Dr. Haney, a professor of psychology at the University of California, Santa Cruz, interviewed 56 prisoners who had spent 10 to 28 years in solitary confinement in Pelican Bay’s security housing unit, or S.H.U., including seven men he had interviewed in 1993, eight plaintiffs in the lawsuit and 41 randomly selected inmates. For comparison, he also interviewed 25 maximum-security inmates who were not in solitary.

The inmates landed in prison following convictions for serious, often violent crimes. Paul Redd, 58, murdered a competing drug dealer; Gabriel Reyes, 49, was found guilty of burglary and sentenced under California’s three-strikes law. The lead plaintiff in the lawsuit, Todd Ashker, 52, was convicted of second-degree murder, burglary, assault with a deadly weapon and possession of a deadly weapon.

But most were placed in the isolation unit not because of their original crimes but because they were deemed to be gang members or gang associates, under California’s policy at the time. The state corrections department said that such long-term confinement was necessary because of gang killings in the prisons and attacks on staff members and other inmates.

Prison administrators say there are some inmates so violent or unmanageable they must be kept apart from other people. But consigning inmates to solitary for years — or even decades, as California has done — is viewed by an increasing number of top corrections officials around the country as unnecessary and ineffective, and some human rights groups have called it torture.

Many of the inmates Dr. Haney interviewed talked wistfully about mothers, wives and children they had neither touched nor spoken to for years — prisoners in the isolation unit were not allowed personal phone calls and were prohibited from physical contact during visits. Some had not had a single visitor during their years in solitary.

“I got a 15-minute phone call when my father died,” said one inmate who had been isolated for 24 years. “I realized I have family I don’t really know anymore, or even their voices.”

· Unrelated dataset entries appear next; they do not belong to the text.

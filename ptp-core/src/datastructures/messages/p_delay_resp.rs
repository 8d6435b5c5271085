use crate::datastructures::{
    common::{PortIdentity, WireTimestamp},
    WireFormat, WireFormatError,
};

/// PDelay_Resp message body (54 octets including header):
/// `requestReceiptTimestamp`, `requestingPortIdentity`.
#[derive(Debug, Clone, Copy, PartialEq, Eq)]
pub struct PDelayRespMessage {
    pub request_receipt_timestamp: WireTimestamp,
    pub requesting_port_identity: PortIdentity,
}

impl PDelayRespMessage {
    pub const CONTENT_LEN: usize = 20;

    pub fn serialize_content(&self, buffer: &mut [u8]) -> Result<(), WireFormatError> {
        if buffer.len() < Self::CONTENT_LEN {
            return Err(WireFormatError::BadLength);
        }
        self.request_receipt_timestamp.serialize(&mut buffer[0..10])?;
        self.requesting_port_identity.serialize(&mut buffer[10..20])
    }

    pub fn deserialize_content(buffer: &[u8]) -> Result<Self, WireFormatError> {
        if buffer.len() < Self::CONTENT_LEN {
            return Err(WireFormatError::BadLength);
        }
        Ok(Self {
            request_receipt_timestamp: WireTimestamp::deserialize(&buffer[0..10])?,
            requesting_port_identity: PortIdentity::deserialize(&buffer[10..20])?,
        })
    }
}

#[cfg(test)]
mod tests {
    use super::*;
    use crate::datastructures::common::ClockIdentity;

    #[test]
    fn roundtrip() {
        let msg = PDelayRespMessage {
            request_receipt_timestamp: WireTimestamp {
                seconds: 7,
                nanos: 42,
            },
            requesting_port_identity: PortIdentity {
                clock_identity: ClockIdentity([8, 7, 6, 5, 4, 3, 2, 1]),
                port_number: 2,
            },
        };
        let mut buf = [0u8; PDelayRespMessage::CONTENT_LEN];
        msg.serialize_content(&mut buf).unwrap();
        assert_eq!(PDelayRespMessage::deserialize_content(&buf).unwrap(), msg);
    }
}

Another prisoner described placing photographs of his family facing the television in his cell and talking to them while he watched.

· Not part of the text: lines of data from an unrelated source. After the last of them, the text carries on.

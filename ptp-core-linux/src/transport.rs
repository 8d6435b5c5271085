//! UDP/IPv4 multicast transport, grounded in `statime-linux::socket`'s use of
//! `timestamped_socket` for the event/general sockets and multicast groups.

use std::{
    net::{Ipv4Addr, SocketAddrV4},
    time::{Duration, Instant},
};

use clock_steering::Timestamp;
use ptp_core::{network::Transport, time::TimeInternal};
use timestamped_socket::{
    interface::InterfaceName,
    socket::{open_interface_udp4, InterfaceTimestampMode, Open, Socket},
};

const IPV4_PRIMARY_MULTICAST: Ipv4Addr = Ipv4Addr::new(224, 0, 1, 129);
const IPV4_PDELAY_MULTICAST: Ipv4Addr = Ipv4Addr::new(224, 0, 0, 107);

const EVENT_PORT: u16 = 319;
const GENERAL_PORT: u16 = 320;

/// `Socket` exposes readiness polling per-fd with no primitive to wait on
/// both at once, so `poll_readable` alternates short polls across the event
/// and general sockets until one is ready or `timeout` elapses.
const POLL_SLICE: Duration = Duration::from_millis(5);

/// The two multicast-joined UDP sockets a port needs: one time-critical
/// (event, port 319) and one best-effort (general, port 320).
pub struct LinuxTransport {
    event: Socket<SocketAddrV4, Open>,
    general: Socket<SocketAddrV4, Open>,
}

impl LinuxTransport {
    pub fn open(interface: InterfaceName, timestamping: InterfaceTimestampMode, bind_phc: Option<u32>) -> std::io::Result<Self> {
        let event = open_interface_udp4(interface, EVENT_PORT, timestamping, bind_phc)?;
        event.join_multicast(SocketAddrV4::new(IPV4_PRIMARY_MULTICAST, 0), interface)?;
        event.join_multicast(SocketAddrV4::new(IPV4_PDELAY_MULTICAST, 0), interface)?;

        let general = open_interface_udp4(interface, GENERAL_PORT, InterfaceTimestampMode::None, None)?;
        general.join_multicast(SocketAddrV4::new(IPV4_PRIMARY_MULTICAST, 0), interface)?;
        general.join_multicast(SocketAddrV4::new(IPV4_PDELAY_MULTICAST, 0), interface)?;

        Ok(Self { event, general })
    }
}

fn target_address(link_local: bool) -> SocketAddrV4 {
    // `link_local` distinguishes the peer-delay multicast group (used by
    // PDelay_*) from the primary group (used by everything else),
    // `spec.md` §6's two multicast groups.
    if link_local {
        SocketAddrV4::new(IPV4_PDELAY_MULTICAST, EVENT_PORT)
    } else {
        SocketAddrV4::new(IPV4_PRIMARY_MULTICAST, EVENT_PORT)
    }
}

fn to_time_internal(ts: Timestamp) -> TimeInternal {
    TimeInternal::new(ts.seconds as i32, ts.nanos as i32)
}

impl Transport for LinuxTransport {
    type Error = std::io::Error;

    fn poll_readable(&mut self, timeout: Duration) -> Result<bool, Self::Error> {
        // `recv` below reads from both the event and general sockets, so
        // readiness has to cover both too: general-only traffic (Announce,
        // Follow_Up, Delay_Resp, PDelay_Resp_Follow_Up on port 320) must not
        // be starved just because the event socket stays quiet.
        let deadline = Instant::now() + timeout;
        loop {
            let remaining = deadline.saturating_duration_since(Instant::now());
            if remaining.is_zero() {
                return Ok(false);
            }
            if self.event.poll_readable(remaining.min(POLL_SLICE))? {
                return Ok(true);
            }

            let remaining = deadline.saturating_duration_since(Instant::now());
            if remaining.is_zero() {
                return Ok(false);
            }
            if self.general.poll_readable(remaining.min(POLL_SLICE))? {
                return Ok(true);
            }
        }
    }

    fn recv(&mut self, buf: &mut [u8]) -> Result<(usize, Option<TimeInternal>), Self::Error> {
        if let Some(result) = self.event.try_recv(buf)? {
            return Ok((result.bytes_read, result.timestamp.map(to_time_internal)));
        }
        let result = self.general.try_recv(buf)?;
        Ok((result.map(|r| r.bytes_read).unwrap_or(0), None))
    }

    fn send_event(&mut self, buf: &[u8], link_local: bool) -> Result<TimeInternal, Self::Error> {
        let timestamp = self
            .event
            .send_to(buf, target_address(link_local))?
            .ok_or_else(|| std::io::Error::new(std::io::ErrorKind::Other, "no transmit timestamp available"))?;
        Ok(to_time_internal(timestamp))
    }

    fn send_general(&mut self, buf: &[u8], link_local: bool) -> Result<(), Self::Error> {
        let ip = if link_local { IPV4_PDELAY_MULTICAST } else { IPV4_PRIMARY_MULTICAST };
        self.general.send_to(buf, SocketAddrV4::new(ip, GENERAL_PORT))?;
        Ok(())
    }
}
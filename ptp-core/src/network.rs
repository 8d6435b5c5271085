//! The transport collaborator interface (§6 of the specification).
//!
//! The core knows only that there is a source of readable event/general
//! datagrams and a sink for outbound ones; it has no opinion on UDP vs.
//! Ethernet framing, multicast group membership, or how timestamps are
//! captured. `ptp-core-linux` provides the concrete implementation over
//! IPv4 multicast UDP sockets opened via the `timestamped-socket` crate.

use crate::time::TimeInternal;

/// A received datagram and, for event messages, its receive timestamp.
#[derive(Debug, Clone)]
pub struct ReceivedPacket<'a> {
    pub data: &'a [u8],
    /// Present for event messages (Sync, Delay_Req, PDelay_Req, PDelay_Resp);
    /// `None` for general messages, where no timestamp is required.
    pub timestamp: Option<TimeInternal>,
}

/// Abstraction over the transport used to exchange PTP messages with peers.
///
/// Implementations are expected to have already joined the relevant
/// multicast groups (224.0.1.129 for general/event traffic, 224.0.0.107 for
/// peer-delay traffic) on ports 319 (event) and 320 (general).
pub trait Transport {
    type Error: core::fmt::Debug;

    /// Block (up to some implementation-defined short timeout) until either
    /// readable data is available or the timeout elapses. Returns `true` if
    /// data is ready to `recv`.
    fn poll_readable(&mut self, timeout: core::time::Duration) -> Result<bool, Self::Error>;

    /// Receive one datagram into `buf`, returning the number of bytes
    /// written and, if this is an event-port datagram, its RX timestamp.
    fn recv(&mut self, buf: &mut [u8]) -> Result<(usize, Option<TimeInternal>), Self::Error>;

    /// Send a time-critical (event class) message and report its TX
    /// timestamp.
    fn send_event(&mut self, buf: &[u8], link_local: bool) -> Result<TimeInternal, Self::Error>;

    /// Send a non-time-critical (general class) message.
    fn send_general(&mut self, buf: &[u8], link_local: bool) -> Result<(), Self::Error>;
}
use crate::datastructures::common::{ClockIdentity, ClockQuality};

/// The default data set: properties of the local clock that never change in
/// response to BMC, only in response to (re)configuration.
#[derive(Debug, Clone, Copy, PartialEq, Eq)]
pub struct DefaultDS {
    pub clock_identity: ClockIdentity,
    pub number_ports: u16,
    pub clock_quality: ClockQuality,
    pub priority_1: u8,
    pub priority_2: u8,
    pub domain_number: u8,
    pub slave_only: bool,
}

impl DefaultDS {
    /// Construct the default data set for an ordinary clock (`number_ports`
    /// is always 1; `spec.md` §3).
    ///
    /// If `slave_only` is set, `clock_quality.clock_class` is forced to 255
    /// regardless of the value passed in, per `spec.md` §3's invariant.
    pub fn new_ordinary_clock(
        clock_identity: ClockIdentity,
        mut clock_quality: ClockQuality,
        priority_1: u8,
        priority_2: u8,
        domain_number: u8,
        slave_only: bool,
    ) -> Self {
        if slave_only {
            clock_quality.clock_class = 255;
        }

        Self {
            clock_identity,
            number_ports: 1,
            clock_quality,
            priority_1,
            priority_2,
            domain_number,
            slave_only,
        }
    }
}

#[cfg(test)]
mod tests {
    use super::*;

    #[test]
    fn slave_only_forces_clock_class_255() {
        let ds = DefaultDS::new_ordinary_clock(
            ClockIdentity([0; 8]),
            ClockQuality {
                clock_class: 6,
                clock_accuracy: 0x21,
                offset_scaled_log_variance: 0,
            },
            128,
            128,
            0,
            true,
        );
        assert_eq!(ds.clock_quality.clock_class, 255);
    }
}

“Maybe I’m crazy, but it makes me feel like I’m with them,” he told Dr. Haney. “Maybe someday I’ll get to hug them.”

Some prisoners became so disoriented they began to question their own existence.
Photo
A guard handcuffed a prisoner in his cell in the secured housing unit at California's Pelican Bay State Prison before opening the door. Credit Jim Wilson/The New York Times

Another inmate said that the hour or so he had spent in the interview was “the most I’ve talked in years.”

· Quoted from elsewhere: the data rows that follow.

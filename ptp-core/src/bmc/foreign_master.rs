//! Bounded, insertion-ordered foreign-master bookkeeping (`spec.md` §4.3).

use arrayvec::ArrayVec;

use crate::datastructures::{
    common::PortIdentity,
    messages::{AnnounceMessage, Header},
};

/// Upper bound on `max_foreign_records` the table can be configured with.
/// `spec.md` only requires the *configured* capacity be respected; this is
/// just the backing array size so the table needs no allocator.
pub const MAX_FOREIGN_RECORDS: usize = 16;

/// How many of the most recent announce intervals are considered when
/// judging whether a record is qualified.
pub const DEFAULT_FOREIGN_MASTER_TIME_WINDOW: u8 = 4;

/// Minimum Announce count within the time window for a record to enter BMC.
pub const DEFAULT_FOREIGN_MASTER_THRESHOLD: u8 = 2;

/// One candidate master: the most recently observed Announce from a given
/// `sourcePortIdentity`, plus how many have been seen in the current
/// qualification window.
#[derive(Debug, Clone, Copy, PartialEq, Eq)]
pub struct ForeignMasterRecord {
    pub source_port_identity: PortIdentity,
    pub header: Header,
    pub announce: AnnounceMessage,
    pub announce_count: u8,
}

impl ForeignMasterRecord {
    /// A record is qualified once it has accumulated the threshold count of
    /// Announces; the count is capped at the threshold since BMC only cares
    /// whether the bar was cleared, not by how much.
    pub fn is_qualified(&self) -> bool {
        self.announce_count >= DEFAULT_FOREIGN_MASTER_THRESHOLD
    }
}

/// Bounded, insertion-ordered table of foreign-master records, keyed by
/// `sourcePortIdentity`. Eviction on overflow is oldest-first.
#[derive(Debug, Clone)]
pub struct ForeignMasterTable {
    records: ArrayVec<ForeignMasterRecord, MAX_FOREIGN_RECORDS>,
    capacity: usize,
}

impl ForeignMasterTable {
    /// `capacity` is clamped to `[1, MAX_FOREIGN_RECORDS]` (`spec.md` §6:
    /// `max_foreign_records`, default 5, minimum 1).
    pub fn new(capacity: usize) -> Self {
        Self {
            records: ArrayVec::new(),
            capacity: capacity.clamp(1, MAX_FOREIGN_RECORDS),
        }
    }

    pub fn len(&self) -> usize {
        self.records.len()
    }

    pub fn is_empty(&self) -> bool {
        self.records.is_empty()
    }

    pub fn clear(&mut self) {
        self.records.clear();
    }

    /// Record an Announce receipt. Returns `true` if this created a new
    /// record (as opposed to updating an existing one).
    pub fn observe(&mut self, header: Header, announce: AnnounceMessage) -> bool {
        let source = header.source_port_identity;

        if let Some(existing) = self
            .records
            .iter_mut()
            .find(|r| r.source_port_identity == source)
        {
            existing.header = header;
            existing.announce = announce;
            existing.announce_count =
                existing.announce_count.saturating_add(1).min(u8::MAX);
            return false;
        }

        let record = ForeignMasterRecord {
            source_port_identity: source,
            header,
            announce,
            announce_count: 1,
        };

        if self.records.len() >= self.capacity {
            // Oldest-first eviction: index 0 is the longest-resident entry.
            self.records.remove(0);
        }
        self.records.push(record);
        true
    }

    /// Reset every record's Announce count, as happens when an
    /// announce-receipt-timeout promotes the port out of
    /// SLAVE/UNCALIBRATED (`spec.md` §3).
    pub fn reset_counts(&mut self) {
        for record in &mut self.records {
            record.announce_count = 0;
        }
    }

    /// Iterate over records that have cleared the qualification threshold;
    /// only these are eligible to enter BMC (`spec.md` §4.3).
    pub fn qualified(&self) -> impl Iterator<Item = &ForeignMasterRecord> {
        self.records.iter().filter(|r| r.is_qualified())
    }
}

#[cfg(test)]
mod tests {
    use super::*;
    use crate::datastructures::{
        common::{ClockIdentity, ClockQuality, TimeSource, WireTimestamp},
        messages::MessageType,
    };

    fn header_for(clock_id: u8) -> Header {
        Header {
            source_port_identity: PortIdentity {
                clock_identity: ClockIdentity([clock_id; 8]),
                port_number: 1,
            },
            ..Header::new(MessageType::Announce, 64, 0)
        }
    }

    fn announce() -> AnnounceMessage {
        AnnounceMessage {
            origin_timestamp: WireTimestamp::default(),
            current_utc_offset: 37,
            grandmaster_priority_1: 128,
            grandmaster_clock_quality: ClockQuality {
                clock_class: 6,
                clock_accuracy: 0x21,
                offset_scaled_log_variance: 0,
            },
            grandmaster_priority_2: 128,
            grandmaster_identity: ClockIdentity([9; 8]),
            steps_removed: 0,
            time_source: TimeSource::Gps,
        }
    }

    #[test]
    fn repeated_observations_from_same_sender_keep_a_single_record() {
        let mut table = ForeignMasterTable::new(5);
        for _ in 0..3 {
            table.observe(header_for(1), announce());
        }
        assert_eq!(table.len(), 1);
        assert_eq!(table.records[0].announce_count, 3);
    }

    #[test]
    fn unqualified_records_are_excluded_from_bmc() {
        let mut table = ForeignMasterTable::new(5);
        table.observe(header_for(1), announce());
        assert_eq!(table.qualified().count(), 0);
        table.observe(header_for(1), announce());
        assert_eq!(table.qualified().count(), 1);
    }

    #[test]
    fn eviction_is_oldest_first_when_full() {
        let mut table = ForeignMasterTable::new(2);
        table.observe(header_for(1), announce());
        table.observe(header_for(2), announce());
        table.observe(header_for(3), announce());
        assert_eq!(table.len(), 2);
        assert!(table
            .records
            .iter()
            .all(|r| r.source_port_identity.clock_identity != ClockIdentity([1; 8])));
    }

    #[test]
    fn capacity_is_clamped_to_at_least_one() {
        let table = ForeignMasterTable::new(0);
        assert_eq!(table.capacity, 1);
    }
}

The California Department of Corrections and Rehabilitation, citing the continuing litigation, declined to comment on the lawsuit or on the reports of Dr. Haney or other expert witnesses for the plaintiffs. But since the lawsuit was filed, the department has moved many inmates who had been in isolation at Pelican Bay for more than a decade to other settings. All but two of the 10 inmates originally named as plaintiffs in the lawsuit are now in other facilities, according to Jeffrey Callison, a department spokesman.


In an interview, Dr. Haney said that he was especially struck by the profound sadness that many of the inmates he interviewed seemed to carry with them.

“The weight of what they had been through was apparent on them and in them,” he said.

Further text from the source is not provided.